//! An agent to choose Othello moves by game tree search

use anyhow::Result;
use log::debug;
use rayon::prelude::*;
use rayon::{ThreadPool, ThreadPoolBuilder};

use std::sync::atomic::{AtomicUsize, Ordering};
use std::sync::Arc;
use std::time::Instant;

use crate::bitboard::{BitBoard, Color, Move};
use crate::NUM_CELLS;

/// Larger than the magnitude of any disk differential
pub const INF: i32 = NUM_CELLS as i32 + 1;

/// Nodes at or below this remaining depth are searched serially by default
pub const DEFAULT_SERIAL_DEPTH: u32 = 3;

/// Tuning for [`Solver`]
#[derive(Copy, Clone, Debug, PartialEq, Eq)]
pub struct SearchConfig {
    /// The parallel search falls back to the serial one once the remaining
    /// depth is at most this many plies
    pub serial_depth: u32,
    /// Worker threads for the parallel search, `None` for rayon's global pool
    pub num_threads: Option<usize>,
}

impl Default for SearchConfig {
    fn default() -> Self {
        Self {
            serial_depth: DEFAULT_SERIAL_DEPTH,
            num_threads: None,
        }
    }
}

/// The result of a search
#[derive(Copy, Clone, Debug, PartialEq, Eq)]
pub struct Action {
    /// Disk differential from the mover's point of view after the searched plies
    pub value: i32,
    /// The chosen move, `None` at depth 0 or when the mover has to pass
    pub best_move: Option<Move>,
    /// Whether the mover had any legal move in the searched position
    pub has_move: bool,
}

/// A sibling's score in the parallel best-of reduction.
///
/// `combine` keeps the greater value, and the lower index on equal values,
/// so the reduction is associative and commutative and agrees with the
/// serial search's first-move-wins tie-break.
#[derive(Copy, Clone, Debug, PartialEq, Eq)]
pub struct Candidate {
    pub index: usize,
    pub value: i32,
}

impl Candidate {
    /// The identity of `combine`
    pub const NONE: Self = Self {
        index: usize::MAX,
        value: i32::MIN,
    };

    pub fn combine(self, other: Self) -> Self {
        if other.value > self.value || (other.value == self.value && other.index < self.index) {
            other
        } else {
            self
        }
    }
}

#[derive(Copy, Clone, Debug, PartialEq, Eq)]
enum SearchMode {
    Serial,
    Parallel,
    Unpruned,
}

/// An agent to pick the best move for one side of an Othello position
///
/// # Notes
/// Positions are scored by negamax: a node's value is the disk differential
/// from the point of view of the player to move there, looking a fixed
/// number of disk placements ahead. Forced passes do not use up depth.
///
/// Sibling moves are tried in enumeration order (highest row first, then
/// highest column first) and the first of several equally scored moves wins,
/// in both the serial and the parallel search.
#[derive(Clone)]
pub struct Solver {
    board: BitBoard,
    color: Color,
    config: SearchConfig,
    pool: Option<Arc<ThreadPool>>,

    /// The number of nodes visited by the last search (for diagnostics only)
    pub node_count: usize,
}

impl Solver {
    /// Creates a new `Solver` for `color` to move on `board`
    pub fn new(board: BitBoard, color: Color) -> Self {
        Self {
            board,
            color,
            config: SearchConfig::default(),
            pool: None,
            node_count: 0,
        }
    }

    /// Applies a search configuration, building a dedicated thread pool
    /// when a thread count is given
    pub fn with_config(mut self, config: SearchConfig) -> Result<Self> {
        self.pool = match config.num_threads {
            Some(threads) => Some(Arc::new(
                ThreadPoolBuilder::new().num_threads(threads).build()?,
            )),
            None => None,
        };
        self.config = config;
        Ok(self)
    }

    pub fn color(&self) -> Color {
        self.color
    }

    pub fn config(&self) -> SearchConfig {
        self.config
    }

    /// Serial negamax with alpha-beta pruning, `depth` plies deep
    pub fn solve(&mut self, depth: u32) -> Action {
        self.run(depth, SearchMode::Serial)
    }

    /// Negamax exploring sibling moves concurrently above the configured
    /// serial depth
    pub fn solve_parallel(&mut self, depth: u32) -> Action {
        self.run(depth, SearchMode::Parallel)
    }

    /// Plain negamax without pruning, visiting the full tree
    pub fn solve_unpruned(&mut self, depth: u32) -> Action {
        self.run(depth, SearchMode::Unpruned)
    }

    fn run(&mut self, depth: u32, mode: SearchMode) -> Action {
        let start = Instant::now();
        let nodes = AtomicUsize::new(0);
        let (board, color) = (self.board, self.color);

        let (value, best_move) = match mode {
            SearchMode::Serial => negamax(board, color, depth, -INF, INF, &nodes),
            SearchMode::Unpruned => negamax_unpruned(board, color, depth, &nodes),
            SearchMode::Parallel => {
                let serial_depth = self.config.serial_depth;
                let search =
                    || parallel_negamax(board, color, depth, -INF, INF, serial_depth, &nodes);
                match &self.pool {
                    Some(pool) => pool.install(search),
                    None => search(),
                }
            }
        };
        self.node_count = nodes.into_inner();

        let elapsed = start.elapsed();
        debug!(
            "{:?} search for {} at depth {}: value {}, move {}, {} nodes in {:.3}ms ({:.0} kn/s)",
            mode,
            color,
            depth,
            value,
            best_move.map_or_else(|| "none".to_string(), |m| m.to_string()),
            self.node_count,
            elapsed.as_secs_f64() * 1000.0,
            self.node_count as f64 / (1000.0 * elapsed.as_secs_f64().max(f64::EPSILON)),
        );

        Action {
            value,
            best_move,
            has_move: board.has_legal_move(color),
        }
    }
}

/// Searches the best move for `color` on a copy of `board` with the default
/// configuration, exploring sibling moves in parallel
pub fn search(board: BitBoard, color: Color, depth: u32) -> Action {
    Solver::new(board, color).solve_parallel(depth)
}

/// Performs game tree search
///
/// Returns the value of the position for `color` and the move reaching it.
/// The value is exact inside `(alpha, beta)`, otherwise a bound on the far
/// side of the window.
fn negamax(
    board: BitBoard,
    color: Color,
    depth: u32,
    mut alpha: i32,
    beta: i32,
    nodes: &AtomicUsize,
) -> (i32, Option<Move>) {
    nodes.fetch_add(1, Ordering::Relaxed);

    if depth == 0 {
        return (board.utility(color), None);
    }

    let moves = board.valid_positions(board.neighbor_candidates(color), color);
    if moves.is_empty() {
        if !board.has_legal_move(color.other()) {
            return (board.utility(color), None);
        }
        // forced pass, the opponent moves on the same board and depth
        let (value, _) = negamax(board, color.other(), depth, -beta, -alpha, nodes);
        return (-value, None);
    }

    let mut best_value = -INF;
    let mut best_move = None;
    for &m in moves.iter() {
        // the search window is flipped for the other player
        let (child, _) = negamax(
            board.with_move(m, color),
            color.other(),
            depth - 1,
            -beta,
            -alpha,
            nodes,
        );
        let value = -child;
        if value > best_value {
            best_value = value;
            best_move = Some(m);
        }
        alpha = alpha.max(best_value);
        // the opponent will not allow this line, stop exploring siblings
        if alpha >= beta {
            break;
        }
    }
    (best_value, best_move)
}

/// Like [`negamax`], but every sibling of a node above `serial_depth` is
/// searched concurrently with the window the node was given
fn parallel_negamax(
    board: BitBoard,
    color: Color,
    depth: u32,
    alpha: i32,
    beta: i32,
    serial_depth: u32,
    nodes: &AtomicUsize,
) -> (i32, Option<Move>) {
    if depth <= serial_depth {
        return negamax(board, color, depth, alpha, beta, nodes);
    }
    nodes.fetch_add(1, Ordering::Relaxed);

    let moves = board.valid_positions(board.neighbor_candidates(color), color);
    if moves.is_empty() {
        if !board.has_legal_move(color.other()) {
            return (board.utility(color), None);
        }
        let (value, _) =
            parallel_negamax(board, color.other(), depth, -beta, -alpha, serial_depth, nodes);
        return (-value, None);
    }

    let best = moves
        .par_iter()
        .enumerate()
        .map(|(index, &m)| {
            let (child, _) = parallel_negamax(
                board.with_move(m, color),
                color.other(),
                depth - 1,
                -beta,
                -alpha,
                serial_depth,
                nodes,
            );
            Candidate {
                index,
                value: -child,
            }
        })
        .reduce(|| Candidate::NONE, Candidate::combine);

    (best.value, Some(moves[best.index]))
}

/// Full-width negamax without a search window
fn negamax_unpruned(
    board: BitBoard,
    color: Color,
    depth: u32,
    nodes: &AtomicUsize,
) -> (i32, Option<Move>) {
    nodes.fetch_add(1, Ordering::Relaxed);

    if depth == 0 {
        return (board.utility(color), None);
    }

    let moves = board.valid_positions(board.neighbor_candidates(color), color);
    if moves.is_empty() {
        if !board.has_legal_move(color.other()) {
            return (board.utility(color), None);
        }
        let (value, _) = negamax_unpruned(board, color.other(), depth, nodes);
        return (-value, None);
    }

    moves
        .iter()
        .map(|&m| {
            let (child, _) =
                negamax_unpruned(board.with_move(m, color), color.other(), depth - 1, nodes);
            (-child, Some(m))
        })
        .fold((-INF, None), |best, next| if next.0 > best.0 { next } else { best })
}

impl std::ops::Deref for Solver {
    type Target = BitBoard;

    fn deref(&self) -> &Self::Target {
        &self.board
    }
}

□ □ □

Copy every line that contains "tree" from the listing above.

//! An agent to choose Othello moves by game tree search
    /// Plain negamax without pruning, visiting the full tree
/// Performs game tree search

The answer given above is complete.